In this article, we will look at the concept of data stream management, how it works, and the main features of the system. We also look at the data stream model and continuous query processing.
Data stream management issues
Today in computer networks, a very fast-growing number of network applications, the volume, and speed of network traffic. As a consequence, computer networks have several problems associated with the optimization of network traffic, network infrastructure, network performance, and more. An example of this would be a fairly common situation where the system’s incoming data exceeds the ability to process them.
When such a problem arises, if nothing is done, due to the limitation of incoming data, the size of the queues on the network lines will greatly increase and will eventually exceed the size of the buffers of the corresponding means of communication. When this happens, units of data arriving at nodes for which there is no free buffer space will be discarded and later retransmitted. This results in a problem where, as the incoming load increases, the actual throughput decreases and the transmission delays become extremely high.
The Data Stream Management System is designed precisely to prevent such failures and to facilitate uninterrupted streaming data exchange.

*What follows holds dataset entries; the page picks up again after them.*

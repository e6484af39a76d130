//! Error types for the lumion-core library.

use thiserror::Error;

/// Main error type for the lumion library.
///
/// Field-level problems never show up here: a missing label or a malformed
/// number falls back to the field default inside the extractor.
#[derive(Error, Debug)]
pub enum LumionError {
    /// The invoice text could not be acquired from the document.
    #[error("failed to acquire invoice text: {0}")]
    Acquisition(#[from] PdfError),

    /// Record store error.
    #[error("store error: {0}")]
    Store(#[from] StoreError),

    /// I/O error.
    #[error("I/O error: {0}")]
    Io(#[from] std::io::Error),

    /// Configuration error.
    #[error("configuration error: {0}")]
    Config(String),
}

/// Errors related to PDF text acquisition.
#[derive(Error, Debug)]
pub enum PdfError {
    /// Failed to open/parse the PDF file.
    #[error("failed to parse PDF: {0}")]
    Parse(String),

    /// Failed to extract text from PDF.
    #[error("failed to extract text: {0}")]
    TextExtraction(String),

    /// The PDF is encrypted and cannot be processed.
    #[error("PDF is encrypted")]
    Encrypted,

    /// The PDF is empty or has no pages.
    #[error("PDF has no pages")]
    NoPages,

    /// The PDF only carries scanned images; OCR is not supported.
    #[error("PDF contains only images, no extractable text")]
    ImageOnly,

    /// No document has been loaded into the processor.
    #[error("no document loaded")]
    NotLoaded,
}

/// Errors related to the invoice record store.
#[derive(Error, Debug)]
pub enum StoreError {
    /// Underlying filesystem failure.
    #[error("I/O error: {0}")]
    Io(#[from] std::io::Error),

    /// A record could not be encoded or decoded.
    #[error("invalid record {path}: {source}")]
    Serialization {
        path: String,
        #[source]
        source: serde_json::Error,
    },

    /// No record with this id.
    #[error("invoice {0} not found")]
    NotFound(u64),
}

/// Result type for the lumion library.
pub type Result<T> = std::result::Result<T, LumionError>;
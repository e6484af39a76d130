//! Derived totals of a bill.

use crate::models::invoice::InvoiceFields;

/// Fill in the three derived fields from the extracted ones.
///
/// Always applied, so a bill where nothing matched still comes out as a
/// complete all-zero record. Sums saturate at the `Decimal` bounds instead
/// of panicking.
pub fn compute_aggregates(mut fields: InvoiceFields) -> InvoiceFields {
    fields.consumo_energia_eletrica = fields.energia_eletrica_kwh.saturating_add(fields.energia_scee_kwh);
    fields.valor_total_sem_gd = fields
        .energia_eletrica_valor
        .saturating_add(fields.energia_scee_valor)
        .saturating_add(fields.contrib_ilum_publica);
    fields.economia_gd = fields.energia_compensada_valor.abs();
    fields
}

#[cfg(test)]
mod tests {
    use super::*;
    use rust_decimal::Decimal;
    use std::str::FromStr;

    fn dec(s: &str) -> Decimal {
        Decimal::from_str(s).unwrap()
    }

    #[test]
    fn test_april_2024_example() {
        let fields = InvoiceFields {
            energia_eletrica_kwh: dec("50"),
            energia_scee_kwh: dec("476"),
            energia_eletrica_valor: dec("51.53"),
            energia_scee_valor: dec("242.21"),
            contrib_ilum_publica: dec("58.13"),
            energia_compensada_kwh: dec("476"),
            energia_compensada_valor: dec("-233.99"),
            ..InvoiceFields::default()
        };

        let fields = compute_aggregates(fields);

        assert_eq!(fields.consumo_energia_eletrica, dec("526"));
        assert_eq!(fields.valor_total_sem_gd, dec("351.87"));
        assert_eq!(fields.economia_gd, dec("233.99"));
        assert_eq!(fields.energia_compensada_kwh, dec("476"));
        assert!(fields.validate().is_empty());
    }

    #[test]
    fn test_all_zero_record_stays_defined() {
        let fields = compute_aggregates(InvoiceFields::default());
        assert!(fields.consumo_energia_eletrica.is_zero());
        assert!(fields.valor_total_sem_gd.is_zero());
        assert!(fields.economia_gd.is_zero());
    }

    #[test]
    fn test_recomputing_overwrites_stale_values() {
        let mut fields = InvoiceFields::default();
        fields.economia_gd = dec("999");
        fields.energia_compensada_valor = dec("-10.50");

        let fields = compute_aggregates(compute_aggregates(fields));
        assert_eq!(fields.economia_gd, dec("10.50"));
    }

    #[test]
    fn test_huge_values_do_not_overflow() {
        let fields = InvoiceFields {
            energia_eletrica_kwh: Decimal::MAX,
            energia_scee_kwh: Decimal::MAX,
            energia_eletrica_valor: Decimal::MAX,
            contrib_ilum_publica: Decimal::MAX,
            ..InvoiceFields::default()
        };

        let fields = compute_aggregates(fields);
        assert_eq!(fields.consumo_energia_eletrica, Decimal::MAX);
        assert_eq!(fields.valor_total_sem_gd, Decimal::MAX);
    }
}
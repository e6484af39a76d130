//! End-to-end processing: document bytes in, bill record out.

use tracing::{info, warn};

use crate::error::{PdfError, Result};
use crate::invoice::{ExtractionResult, InvoiceParser, RuleExtractor};
use crate::models::config::LumionConfig;
use crate::pdf::{PdfExtractor, PdfProcessor, PdfType};

/// Glues text acquisition to field extraction.
///
/// Acquisition failures surface as [`crate::LumionError::Acquisition`] and
/// stop processing; nothing is extracted from a partially read document.
pub struct InvoicePipeline {
    parser: RuleExtractor,
    min_text_length: usize,
    reject_image_only: bool,
}

impl InvoicePipeline {
    /// Create a pipeline from configuration.
    pub fn new(config: &LumionConfig) -> Self {
        Self {
            parser: RuleExtractor::new()
                .with_raw_text(config.extraction.include_raw_text)
                .with_missing_warnings(config.extraction.warn_on_missing),
            min_text_length: config.pdf.min_text_length,
            reject_image_only: config.pdf.reject_image_only,
        }
    }

    /// Extract a bill from PDF bytes using lopdf/pdf-extract.
    pub fn process_pdf(&self, data: &[u8]) -> Result<ExtractionResult> {
        let mut extractor = PdfExtractor::new();
        self.process_with(&mut extractor, data)
    }

    /// Extract a bill from PDF bytes with a caller-supplied processor.
    pub fn process_with<P: PdfProcessor>(&self, processor: &mut P, data: &[u8]) -> Result<ExtractionResult> {
        let text = self.acquire_text(processor, data)?;
        Ok(self.process_text(&text))
    }

    /// Extract a bill from already acquired text.
    pub fn process_text(&self, text: &str) -> ExtractionResult {
        let result = self.parser.parse(text);
        if !result.fields.has_client() {
            warn!("No client number found in bill text");
        }
        info!(
            "Extracted bill for client {} ({}) in {}ms",
            result.fields.client_number, result.fields.reference_month, result.processing_time_ms
        );
        result
    }

    /// Load the document and extract its text once. Blank text is a
    /// successful acquisition and goes on to produce the fallback record.
    fn acquire_text<P: PdfProcessor>(&self, processor: &mut P, data: &[u8]) -> std::result::Result<String, PdfError> {
        processor.load(data)?;
        let text = processor.extract_text()?;

        let pdf_type = processor.analyze(&text);
        if pdf_type == PdfType::Image && self.reject_image_only {
            return Err(PdfError::ImageOnly);
        }

        let chars = text.trim().chars().count();
        if chars < self.min_text_length {
            warn!(
                "Only {} characters of text extracted from {} pages ({:?})",
                chars,
                processor.page_count(),
                pdf_type
            );
        }

        Ok(text)
    }
}

impl Default for InvoicePipeline {
    fn default() -> Self {
        Self::new(&LumionConfig::default())
    }
}

#[cfg(test)]
mod tests {
    use super::*;
    use crate::error::LumionError;
    use crate::models::invoice::InvoiceFields;
    use rust_decimal::Decimal;
    use std::cell::Cell;

    /// Processor returning canned text.
    struct FakePdf {
        text: std::result::Result<String, String>,
        pdf_type: PdfType,
        loaded: bool,
        extractions: Cell<usize>,
    }

    impl FakePdf {
        fn with_text(text: &str) -> Self {
            Self {
                text: Ok(text.to_string()),
                pdf_type: PdfType::Text,
                loaded: false,
                extractions: Cell::new(0),
            }
        }
    }

    impl PdfProcessor for FakePdf {
        fn load(&mut self, data: &[u8]) -> crate::pdf::Result<()> {
            if data.is_empty() {
                return Err(PdfError::Parse("empty input".to_string()));
            }
            self.loaded = true;
            Ok(())
        }

        fn page_count(&self) -> u32 {
            1
        }

        fn analyze(&self, _text: &str) -> PdfType {
            self.pdf_type
        }

        fn extract_text(&self) -> crate::pdf::Result<String> {
            self.extractions.set(self.extractions.get() + 1);
            self.text.clone().map_err(PdfError::TextExtraction)
        }
    }

    #[test]
    fn test_process_with_fake_processor() {
        let pipeline = InvoicePipeline::default();
        let mut pdf = FakePdf::with_text(
            "Energia Elétrica kWh 50 1,03060000 51,53\nContrib Ilum Publica Municipal 58,13",
        );

        let result = pipeline.process_with(&mut pdf, b"%PDF").unwrap();
        assert!(pdf.loaded);
        assert_eq!(pdf.extractions.get(), 1);
        assert_eq!(result.fields.consumo_energia_eletrica, Decimal::from(50));
        assert_eq!(result.fields.valor_total_sem_gd, Decimal::new(10966, 2));
    }

    #[test]
    fn test_load_failure_is_wrapped() {
        let pipeline = InvoicePipeline::default();
        let mut pdf = FakePdf::with_text("irrelevant");

        let err = pipeline.process_with(&mut pdf, b"").unwrap_err();
        match err {
            LumionError::Acquisition(PdfError::Parse(msg)) => assert_eq!(msg, "empty input"),
            other => panic!("unexpected error {:?}", other),
        }
    }

    #[test]
    fn test_text_failure_is_wrapped() {
        let pipeline = InvoicePipeline::default();
        let mut pdf = FakePdf {
            text: Err("corrupt stream".to_string()),
            pdf_type: PdfType::Text,
            loaded: false,
            extractions: Cell::new(0),
        };

        let err = pipeline.process_with(&mut pdf, b"%PDF").unwrap_err();
        assert!(matches!(err, LumionError::Acquisition(PdfError::TextExtraction(_))));
        assert!(err.to_string().contains("corrupt stream"));
    }

    #[test]
    fn test_image_only_rejected() {
        let pipeline = InvoicePipeline::default();
        let mut pdf = FakePdf::with_text("");
        pdf.pdf_type = PdfType::Image;

        let err = pipeline.process_with(&mut pdf, b"%PDF").unwrap_err();
        assert!(matches!(err, LumionError::Acquisition(PdfError::ImageOnly)));
    }

    #[test]
    fn test_blank_text_gives_fallback_record() {
        let pipeline = InvoicePipeline::default();
        let mut pdf = FakePdf::with_text("  \n ");
        pdf.pdf_type = PdfType::Empty;

        let result = pipeline.process_with(&mut pdf, b"%PDF").unwrap();
        assert_eq!(result.fields, InvoiceFields::default());
        assert_eq!(result.missing_fields.len(), 9);
    }

    #[test]
    fn test_process_text_is_total() {
        let result = InvoicePipeline::default().process_text("");
        assert_eq!(result.missing_fields.len(), 9);
        assert!(result.fields.economia_gd.is_zero());
    }
}
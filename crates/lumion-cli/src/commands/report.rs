//! Report command - totals and monthly energy figures over stored bills.

use clap::Args;
use serde_json::json;

use lumion_core::invoice::rules::format_brazilian_number;
use lumion_core::{client_table, monthly_series, InvoiceFields, InvoiceFilter, InvoiceStore, Summary};

use super::output::money;
use super::{load_config, open_store};

#[derive(Clone, Copy, Debug, clap::ValueEnum)]
pub enum ReportFormat {
    /// JSON output
    Json,
    /// Plain text tables
    Text,
}

/// Arguments for the report command.
#[derive(Args)]
pub struct ReportArgs {
    /// Only include bills of this client number
    #[arg(long)]
    client: Option<String>,

    /// Only include bills of this reference month (e.g. ABR/2024)
    #[arg(long)]
    month: Option<String>,

    /// Only include bills whose client number or month contains this text
    #[arg(long)]
    search: Option<String>,

    /// Output format
    #[arg(short, long, value_enum, default_value = "text")]
    format: ReportFormat,
}

pub async fn run(args: ReportArgs, config_path: Option<&str>) -> anyhow::Result<()> {
    let config = load_config(config_path)?;
    let store = open_store(&config)?;

    let all: Vec<InvoiceFields> = store.list()?.into_iter().map(|r| r.fields).collect();
    let filter = InvoiceFilter {
        client: args.client,
        month: args.month,
        search: args.search,
    };
    let invoices = filter.apply(&all);

    let summary = Summary::from_invoices(invoices.iter().copied());
    let monthly = monthly_series(invoices.iter().copied());
    let clients = client_table(invoices.iter().copied());

    match args.format {
        ReportFormat::Json => {
            let report = json!({
                "summary": summary,
                "monthly": monthly,
                "clients": clients,
            });
            println!("{}", serde_json::to_string_pretty(&report)?);
        }
        ReportFormat::Text => {
            println!("Invoices:          {}", summary.invoice_count);
            println!("Consumption:       {} kWh", format_brazilian_number(summary.total_consumption_kwh));
            println!("Compensated:       {} kWh", format_brazilian_number(summary.total_compensated_kwh));
            println!("Total without GD:  {}", money(summary.total_value_without_gd));
            println!("GD savings:        {}", money(summary.total_gd_savings));

            if !monthly.is_empty() {
                println!();
                println!("{:<14} {:>16} {:>16}", "Month", "Consumption kWh", "Compensated kWh");
                for point in &monthly {
                    println!(
                        "{:<14} {:>16} {:>16}",
                        point.month,
                        format_brazilian_number(point.consumption_kwh),
                        format_brazilian_number(point.compensated_kwh)
                    );
                }
            }

            if !clients.is_empty() {
                println!();
                println!("{:<14} {:>8} {:>16} {:>14}", "Client", "Bills", "Total w/o GD", "GD savings");
                for row in &clients {
                    println!(
                        "{:<14} {:>8} {:>16} {:>14}",
                        row.client_number,
                        row.totals.invoice_count,
                        money(row.totals.total_value_without_gd),
                        money(row.totals.total_gd_savings)
                    );
                }
            }
        }
    }

    Ok(())
}
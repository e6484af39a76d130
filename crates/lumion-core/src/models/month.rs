//! Reference month of a bill (`MMM/YYYY` with Portuguese abbreviations).

use serde::{Deserialize, Serialize};
use std::fmt;
use std::str::FromStr;

/// Portuguese month abbreviations as printed on bills.
pub const MONTH_ABBREVIATIONS: [&str; 12] = [
    "JAN", "FEV", "MAR", "ABR", "MAI", "JUN", "JUL", "AGO", "SET", "OUT", "NOV", "DEZ",
];

/// A billing month. Orders chronologically.
#[derive(Debug, Clone, Copy, PartialEq, Eq, PartialOrd, Ord, Hash, Serialize, Deserialize)]
pub struct ReferenceMonth {
    pub year: i32,
    /// 1-based month number.
    pub month: u32,
}

impl ReferenceMonth {
    pub fn new(year: i32, month: u32) -> Option<Self> {
        (1..=12).contains(&month).then_some(Self { year, month })
    }

    /// Upper-case abbreviation, e.g. `ABR`.
    pub fn abbreviation(&self) -> &'static str {
        MONTH_ABBREVIATIONS[(self.month - 1) as usize]
    }
}

/// Map a Portuguese month abbreviation to its number.
pub fn month_from_abbreviation(s: &str) -> Option<u32> {
    let upper = s.trim().to_uppercase();
    MONTH_ABBREVIATIONS
        .iter()
        .position(|m| *m == upper)
        .map(|i| i as u32 + 1)
}

impl FromStr for ReferenceMonth {
    type Err = String;

    fn from_str(s: &str) -> Result<Self, Self::Err> {
        let (month, year) = s
            .trim()
            .split_once('/')
            .ok_or_else(|| format!("expected MMM/YYYY, got {:?}", s))?;

        let month = month_from_abbreviation(month)
            .ok_or_else(|| format!("unknown month abbreviation {:?}", month))?;
        let year: i32 = year
            .trim()
            .parse()
            .map_err(|_| format!("invalid year in {:?}", s))?;

        if !(1000..=9999).contains(&year) {
            return Err(format!("year out of range in {:?}", s));
        }

        Self::new(year, month).ok_or_else(|| format!("invalid month in {:?}", s))
    }
}

impl fmt::Display for ReferenceMonth {
    fn fmt(&self, f: &mut fmt::Formatter<'_>) -> fmt::Result {
        write!(f, "{}/{}", self.abbreviation(), self.year)
    }
}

Features of data stream models
The concept of “data streams” is relatively recent, and the field is developing very rapidly.
A data flow is a sequence of ordered (timestamped or not) pieces of information continuously arriving in real-time. As a rule, data streams arrive at a very fast rate and it is very difficult to organize their arrival, and because of memory limitations, it becomes difficult to store streams as a whole.
The data flow model is somewhat different from the usual relational data model, and has its features:
- Data items in a stream arrive in real-time
- The system has no control over the ordering of data stream elements
- The streams are not limited in size
- Once a data stream element has been processed, it is excluded from the stream or is archived, and it must be stored in memory for later retrieval
Principle of the data stream management system
DCMS differs slightly from traditional database management systems in that, in DCMS, you can make continuous queries concerning continuous data streams that enter and leave the system in real-time, with only data stored in RAM for the duration of the processing and various data, such as stock exchange data or network traffic, can enter the system.
The general principle of DCMS can be described as follows:
- The input monitor regulates the intensity of the input, and if the system cannot handle large incoming streams some data is omitted.
- Data is typically stored in three memory sections: temporary working memory, result memory, and static memory, where metadata is stored.
- Continuous queries are logged in the query repository, and along with that, one-time queries on the previous state of the thread can also be executed.